Читать книгу Happy England - Marcus B. Huish - Страница 6
3. THE MARKET CROSS, HAGBOURNE
From the Water-colour in the possession of Mrs. E. Lamb. Painted 1898.
ОглавлениеBerkshire, in spite of its notable places and situation, does not boast of much in the way of county chronicles, and little can be learnt by one whose sole resource is a Murray’s Guide concerning the interesting village where the scene of this drawing is laid, for it is there dismissed in a couple of lines.
Hagbourne, or Hagborne, is one of the many “bornes” which (in the counties bordering on the Thames, as elsewhere) takes its Saxon affix from one of the burns or brooks which find their way from thence into the neighbouring river. It lies off the Great Western main line, and its fine church may be seen a mile away to the southward just before arriving at Didcot. This proximity to a considerable railway junction has not disturbed much of its old-world character.

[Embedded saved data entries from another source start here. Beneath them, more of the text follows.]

//! Plain-text and JSON views of the session table.

use serde::Serialize;
use std::fmt::Write;

use workspace_sync::{ConnectAction, Phase, PresentationCategory, SyncState, WorkspaceSession};

fn marker(category: PresentationCategory) -> char {
    match category {
        PresentationCategory::Connectable => '●',
        PresentationCategory::Transitioning => '◐',
        PresentationCategory::StoppedOk => '○',
        PresentationCategory::StoppedFailed => '✗',
    }
}

/// One line per session, plus an indented line for any failure detail.
pub fn render_table<'a>(sessions: impl IntoIterator<Item = &'a WorkspaceSession>) -> String {
    let mut out = String::new();
    let mut count = 0;
    for session in sessions {
        if count == 0 {
            let _ = writeln!(
                out,
                "  {:<28} {:<9} {:<13} {}",
                "WORKSPACE", "STATUS", "PHASE", "CONTEXT"
            );
            let _ = writeln!(out, "{}", "-".repeat(90));
        }
        count += 1;
        let category = session.category();
        let _ = writeln!(
            out,
            "{} {:<28} {:<9} {:<13} {}",
            marker(category),
            session.id,
            category.label(),
            session.latest.phase,
            session.context_url
        );
        if let Some(failure) = session.latest.failure() {
            let _ = writeln!(out, "  └ {failure}");
        }
    }
    if count == 0 {
        out.push_str("No workspaces.\n");
    } else {
        let _ = writeln!(out, "\n{count} workspace(s)");
    }
    out
}

pub fn state_line(state: SyncState, host: &str) -> String {
    let what = match state {
        SyncState::Idle => "idle",
        SyncState::Connecting => "connecting",
        SyncState::Syncing => "loading workspaces",
        SyncState::Live => "live",
        SyncState::Disposed => "stopped",
    };
    format!("[{host}: {what}]")
}

/// Machine-readable row for `list --json`.
#[derive(Debug, Serialize)]
pub struct SessionRow<'a> {
    pub id: &'a str,
    pub context_url: &'a str,
    pub phase: Phase,
    pub category: PresentationCategory,
    #[serde(skip_serializing_if = "Option::is_none")]
    pub failure: Option<&'a str>,
    pub ide_url: &'a str,
    pub action: ConnectAction,
}

pub fn rows<'a>(
    sessions: impl IntoIterator<Item = &'a WorkspaceSession>,
    host: &str,
) -> Vec<SessionRow<'a>> {
    sessions
        .into_iter()
        .map(|s| SessionRow {
            id: &s.id,
            context_url: &s.context_url,
            phase: s.latest.phase,
            category: s.category(),
            failure: s.latest.failure(),
            ide_url: &s.latest.ide_url,
            action: s.connect_action(host),
        })
        .collect()
}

The buildings and the Cross, which make a delightful harmony in greys, probably looked much the same when Cavalier and Puritan harried this district in the Civil War, for with Newbury on one side and Oxford on the other, they must oftentimes have been up and down this, the main street of the village. The Cross has long since lost its meaning. The folk from the countryside no longer bring their butter, eggs, and farm produce for local sale. The villagers have to be content with margarine, French eggs, and other foreign commodities from the local “stores,” and the Cross steps are now only of use for infant energies to practise their powers of jumping from. So, too, the sun-dial on the top, which does not appear to have ever been surmounted by a cross, is now useless, for everybody either has a watch or is sufficiently notified as to meal times by a “buzzer” at the railway works hard by.
Mrs. Allingham says that most of her drawings are marked in her memory by some local comment concerning them. In this case a bystander sympathetically remarked that it seemed “a mighty tedious job,” in that of “Milton’s House” that “it was a foolish little thing when you began”—the most favourable criticism she ever encountered only amounting to “Why, it’s almost worth framing!”